Exercise input
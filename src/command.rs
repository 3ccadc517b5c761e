// Copyright 2024 Saptak Santra
//
// Licensed under the Apache License, Version 2.0 (the "License");
// you may not use this file except in compliance with the License.
// You may obtain a copy of the License at
//
//     http://www.apache.org/licenses/LICENSE-2.0
//
// Unless required by applicable law or agreed to in writing, software
// distributed under the License is distributed on an "AS IS" BASIS,
// WITHOUT WARRANTIES OR CONDITIONS OF ANY KIND, either express or implied.
// See the License for the specific language governing permissions and
// limitations under the License.

//! Deferred structural operations
//!
//! While a world lock is held, structural changes are recorded as tagged
//! operations and drained FIFO when the last lock releases. Operations
//! invalidated by earlier entries in the queue (despawning an entity that
//! is already gone, adding a component that meanwhile appeared) are dropped
//! during the drain; immediate-mode calls still fail fast.

use std::alloc::{alloc, dealloc, Layout};
use std::fmt;
use std::ptr::NonNull;

use crate::component::{component_info, Component, ComponentTypeId};
use crate::expression::TypeExpr;
use crate::identity::Identity;

/// One queued structural change
pub(crate) enum DeferredOp {
    Add {
        entity: Identity,
        expr: TypeExpr,
        value: ErasedValue,
    },
    Remove {
        entity: Identity,
        expr: TypeExpr,
    },
    Despawn {
        entity: Identity,
    },
    Truncate {
        archetype: u32,
        keep: usize,
    },
}

impl fmt::Debug for DeferredOp {
    fn fmt(&self, f: &mut fmt::Formatter<'_>) -> fmt::Result {
        match self {
            DeferredOp::Add { entity, expr, .. } => f
                .debug_struct("Add")
                .field("entity", entity)
                .field("expr", expr)
                .finish_non_exhaustive(),
            DeferredOp::Remove { entity, expr } => f
                .debug_struct("Remove")
                .field("entity", entity)
                .field("expr", expr)
                .finish(),
            DeferredOp::Despawn { entity } => {
                f.debug_tuple("Despawn").field(entity).finish()
            }
            DeferredOp::Truncate { archetype, keep } => f
                .debug_struct("Truncate")
                .field("archetype", archetype)
                .field("keep", keep)
                .finish(),
        }
    }
}

/// Owned, type-erased component value awaiting insertion
///
/// The payload lives in a properly aligned allocation; if the op never
/// applies (queue dropped), the value is dropped through the registry glue.
pub(crate) struct ErasedValue {
    component: ComponentTypeId,
    ptr: NonNull<u8>,
    size: usize,
    align: usize,
    drop_fn: Option<unsafe fn(*mut u8)>,
}

// SAFETY: the payload type is constrained to Component (Send + Sync) at
// construction; the raw pointer is uniquely owned.
unsafe impl Send for ErasedValue {}

impl ErasedValue {
    pub fn new<T: Component>(value: T) -> ErasedValue {
        let info = component_info(ComponentTypeId::of::<T>());
        let ptr = if info.size == 0 {
            // Aligned dangling pointer; valid for zero-sized writes
            NonNull::new(info.align as *mut u8).expect("non-zero align")
        } else {
            let layout = Layout::new::<T>();
            // SAFETY: layout has non-zero size here
            let raw = unsafe { alloc(layout) };
            NonNull::new(raw).unwrap_or_else(|| std::alloc::handle_alloc_error(layout))
        };
        // SAFETY: ptr is properly aligned for T and uniquely owned
        unsafe {
            std::ptr::write(ptr.as_ptr() as *mut T, value);
        }
        ErasedValue {
            component: ComponentTypeId::of::<T>(),
            ptr,
            size: info.size,
            align: info.align,
            drop_fn: info.drop_fn,
        }
    }

    pub fn component(&self) -> ComponentTypeId {
        self.component
    }

    /// Hand the initialized payload pointer to `write`, which must take
    /// ownership of the value (the bytes are not dropped afterwards).
    pub fn consume(self, write: impl FnOnce(*const u8)) {
        write(self.ptr.as_ptr());
        self.free_allocation();
        std::mem::forget(self);
    }

    fn free_allocation(&self) {
        if self.size > 0 {
            // SAFETY: allocated in new() with this exact layout
            unsafe {
                dealloc(
                    self.ptr.as_ptr(),
                    Layout::from_size_align_unchecked(self.size, self.align),
                );
            }
        }
    }
}

impl Drop for ErasedValue {
    fn drop(&mut self) {
        if let Some(drop_fn) = self.drop_fn {
            // SAFETY: payload still owned and initialized
            unsafe {
                drop_fn(self.ptr.as_ptr());
            }
        }
        self.free_allocation();
    }
}
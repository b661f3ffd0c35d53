//! Placement module.
//!
//! The layout engine's output: a flat list of positioned visual elements.
//! Each `Placement` carries its bounding box, the layer it is painted on and
//! what to paint. Placements within a layer are painted in list order.

use crate::snapshot::AssetRef;

/// Straight (non-premultiplied) RGBA color.
pub type Rgba = [u8; 4];

pub const WHITE: Rgba = [255, 255, 255, 255];

/// Canvas layer, painted back to front.
#[derive(Debug, Clone, Copy, PartialEq, Eq, PartialOrd, Ord, Hash)]
pub enum ZLayer {
    Background,
    Foreground,
    Text,
}

/// Axis-aligned box in canvas pixels.
#[derive(Debug, Clone, Copy, PartialEq, Default)]
pub struct BoundingBox {
    pub x: f32,
    pub y: f32,
    pub width: f32,
    pub height: f32,
}

impl BoundingBox {
    pub fn new(x: f32, y: f32, width: f32, height: f32) -> Self {
        Self {
            x,
            y,
            width,
            height,
        }
    }

    /// Box spanning two corners.
    pub fn from_corners(x0: f32, y0: f32, x1: f32, y1: f32) -> Self {
        Self::new(x0, y0, x1 - x0, y1 - y0)
    }

    pub fn right(&self) -> f32 {
        self.x + self.width
    }

    pub fn bottom(&self) -> f32 {
        self.y + self.height
    }

    pub fn center_x(&self) -> f32 {
        self.x + self.width / 2.0
    }

    pub fn translate(&self, dx: f32, dy: f32) -> Self {
        Self::new(self.x + dx, self.y + dy, self.width, self.height)
    }
}

/// Coarse kind of a placement.
#[derive(Debug, Clone, Copy, PartialEq, Eq, Hash)]
pub enum PlacementKind {
    Icon,
    Text,
    Rect,
    Line,
    Polygon,
}

/// Image adjustment applied before an icon is pasted, in order.
#[derive(Debug, Clone, PartialEq)]
pub enum IconOp {
    /// Resample to an exact size.
    Resize { width: u32, height: u32 },
    /// Keep a sub-rectangle of the current image.
    Crop {
        x: u32,
        y: u32,
        width: u32,
        height: u32,
    },
    /// Multiply RGB by a factor; `0.0` gives a black silhouette.
    Brightness(f32),
    /// Multiply alpha by a grayscale mask stretched to the image size.
    Mask { asset: AssetRef, invert: bool },
    /// Overlay-blend a solid color over the image, alpha included.
    Overlay(Rgba),
}

#[derive(Debug, Clone, PartialEq)]
pub struct IconPaint {
    pub asset: AssetRef,
    pub ops: Vec<IconOp>,
    /// Number of stacked pastes the icon's alpha is folded for. `1` is a
    /// plain paste.
    pub emphasis: u8,
}

#[derive(Debug, Clone, PartialEq)]
pub struct TextPaint {
    pub text: String,
    pub size: u32,
    pub color: Rgba,
}

#[derive(Debug, Clone, PartialEq)]
pub struct RectPaint {
    pub fill: Rgba,
    pub radius: f32,
    pub outline: Option<(Rgba, f32)>,
}

#[derive(Debug, Clone, PartialEq)]
pub struct LinePaint {
    pub from: (f32, f32),
    pub to: (f32, f32),
    pub color: Rgba,
    pub width: f32,
}

#[derive(Debug, Clone, PartialEq)]
pub struct PolygonPaint {
    pub points: Vec<(f32, f32)>,
    pub fill: Rgba,
}

/// What a placement draws.
#[derive(Debug, Clone, PartialEq)]
pub enum Paint {
    Icon(IconPaint),
    Text(TextPaint),
    Rect(RectPaint),
    Line(LinePaint),
    Polygon(PolygonPaint),
}

/// One positioned element.
#[derive(Debug, Clone, PartialEq)]
pub struct Placement {
    /// Stable, dotted identifier such as `artifact.2.sub.1.text`.
    pub id: String,
    pub bounds: BoundingBox,
    pub layer: ZLayer,
    pub paint: Paint,
}

impl Placement {
    pub fn kind(&self) -> PlacementKind {
        match self.paint {
            Paint::Icon(_) => PlacementKind::Icon,
            Paint::Text(_) => PlacementKind::Text,
            Paint::Rect(_) => PlacementKind::Rect,
            Paint::Line(_) => PlacementKind::Line,
            Paint::Polygon(_) => PlacementKind::Polygon,
        }
    }

    pub fn icon(&self) -> Option<&IconPaint> {
        match &self.paint {
            Paint::Icon(icon) => Some(icon),
            _ => None,
        }
    }

    pub fn text(&self) -> Option<&TextPaint> {
        match &self.paint {
            Paint::Text(text) => Some(text),
            _ => None,
        }
    }

    pub fn rect(&self) -> Option<&RectPaint> {
        match &self.paint {
            Paint::Rect(rect) => Some(rect),
            _ => None,
        }
    }
}

/// Ordered placements for one card.
#[derive(Debug, Clone, PartialEq)]
pub struct PlacementList {
    pub width: u32,
    pub height: u32,
    items: Vec<Placement>,
}

impl PlacementList {
    pub fn new(width: u32, height: u32) -> Self {
        Self {
            width,
            height,
            items: Vec::new(),
        }
    }

    pub fn push(&mut self, placement: Placement) {
        self.items.push(placement);
    }

    pub fn len(&self) -> usize {
        self.items.len()
    }

    pub fn is_empty(&self) -> bool {
        self.items.is_empty()
    }

    pub fn iter(&self) -> impl Iterator<Item = &Placement> {
        self.items.iter()
    }

    /// Placements on one layer, in paint order.
    pub fn layer(&self, layer: ZLayer) -> impl Iterator<Item = &Placement> {
        self.items.iter().filter(move |p| p.layer == layer)
    }

    pub fn get(&self, id: &str) -> Option<&Placement> {
        self.items.iter().find(|p| p.id == id)
    }

    /// Placements whose id starts with `prefix`.
    pub fn with_prefix<'a>(&'a self, prefix: &'a str) -> impl Iterator<Item = &'a Placement> {
        self.items.iter().filter(move |p| p.id.starts_with(prefix))
    }
}

#[cfg(test)]
mod tests {
    use super::*;

    fn rect(id: &str, layer: ZLayer) -> Placement {
        Placement {
            id: id.to_string(),
            bounds: BoundingBox::from_corners(10.0, 20.0, 30.0, 60.0),
            layer,
            paint: Paint::Rect(RectPaint {
                fill: WHITE,
                radius: 3.0,
                outline: None,
            }),
        }
    }

    #[test]
    fn test_bounding_box_corners() {
        let b = BoundingBox::from_corners(10.0, 20.0, 30.0, 60.0);
        assert_eq!(b.width, 20.0);
        assert_eq!(b.height, 40.0);
        assert_eq!(b.right(), 30.0);
        assert_eq!(b.bottom(), 60.0);
        assert_eq!(b.center_x(), 20.0);
        assert_eq!(b.translate(1.0, 2.0).x, 11.0);
    }

    #[test]
    fn test_layer_filter_keeps_order() {
        let mut list = PlacementList::new(100, 100);
        list.push(rect("a", ZLayer::Text));
        list.push(rect("b", ZLayer::Foreground));
        list.push(rect("c", ZLayer::Text));

        let ids: Vec<_> = list.layer(ZLayer::Text).map(|p| p.id.as_str()).collect();
        assert_eq!(ids, vec!["a", "c"]);
        assert_eq!(list.get("b").map(Placement::kind), Some(PlacementKind::Rect));
        assert_eq!(list.with_prefix("a").count(), 1);
    }
}
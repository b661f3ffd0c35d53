//! Render pipeline.
//!
//! `render_card` runs the three stages in order: stat formatting, layout and
//! composition. A call either returns a complete card or an error; there is
//! no partial output.

use crate::asset::AssetProvider;
use crate::compositor::Compositor;
use crate::config::CardConfig;
use crate::error::{CardError, Diagnostic};
use crate::font::FontProvider;
use crate::formatter::StatFormatter;
use crate::layout::LayoutEngine;
use crate::snapshot::CharacterSnapshot;
use chrono::{DateTime, TimeZone};
use image::{ImageFormat, RgbaImage};
use std::fmt::Display;
use std::io::Cursor;

/// A finished card.
#[derive(Debug, Clone)]
pub struct RenderedCard {
    /// Character the card was rendered for.
    pub character: String,
    pub image: RgbaImage,
    /// Non-fatal findings, such as a stat list that did not fit.
    pub diagnostics: Vec<Diagnostic>,
}

impl RenderedCard {
    pub fn width(&self) -> u32 {
        self.image.width()
    }

    pub fn height(&self) -> u32 {
        self.image.height()
    }

    /// File name stem for saving the card: `{character}_{timestamp}`.
    ///
    /// # Examples
    ///
    /// ```rust
    /// use buildcard::render::RenderedCard;
    /// use chrono::{TimeZone, Utc};
    /// use image::RgbaImage;
    ///
    /// let card = RenderedCard {
    ///     character: "Hu Tao".to_string(),
    ///     image: RgbaImage::new(1, 1),
    ///     diagnostics: Vec::new(),
    /// };
    /// let at = Utc.with_ymd_and_hms(2024, 3, 9, 17, 5, 42).unwrap();
    /// assert_eq!(card.file_stem(&at), "Hu Tao_2024-03-09_17-05-42");
    /// ```
    pub fn file_stem<Tz>(&self, at: &DateTime<Tz>) -> String
    where
        Tz: TimeZone,
        Tz::Offset: Display,
    {
        format!("{}_{}", self.character, at.format("%Y-%m-%d_%H-%M-%S"))
    }

    /// Encode the card as PNG in memory.
    pub fn to_png(&self) -> Result<Vec<u8>, CardError> {
        let mut out = Cursor::new(Vec::new());
        self.image
            .write_to(&mut out, ImageFormat::Png)
            .map_err(|e| CardError::Encode(e.to_string()))?;
        Ok(out.into_inner())
    }
}

/// Render one card.
///
/// # Errors
///
/// - `CardError::MissingStat` if HP, ATK or DEF is absent.
/// - `CardError::UnknownEquipmentSlot` or `CardError::MissingWeapon` for an
///   unusable equipment list.
/// - `CardError::AssetUnavailable` if any image cannot be resolved.
pub fn render_card(
    snapshot: &CharacterSnapshot,
    assets: &dyn AssetProvider,
    fonts: &dyn FontProvider,
    config: &CardConfig,
) -> Result<RenderedCard, CardError> {
    let stats = StatFormatter::from_config(config).format(&snapshot.stats, snapshot.element)?;
    let placements =
        LayoutEngine::new(fonts, assets, config).compute(snapshot, &snapshot.equipment, &stats)?;
    let image = Compositor::new(assets, fonts).compose(&placements)?;

    for diagnostic in &stats.diagnostics {
        tracing::warn!(character = %snapshot.name, %diagnostic, "Card rendered with diagnostic");
    }
    tracing::debug!(
        character = %snapshot.name,
        width = image.width(),
        height = image.height(),
        "Card rendered"
    );

    Ok(RenderedCard {
        character: snapshot.name.clone(),
        image,
        diagnostics: stats.diagnostics,
    })
}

To do
Count the lines in the listing above that include the word "bool", and respond with that number alone.

Response to the exercise
2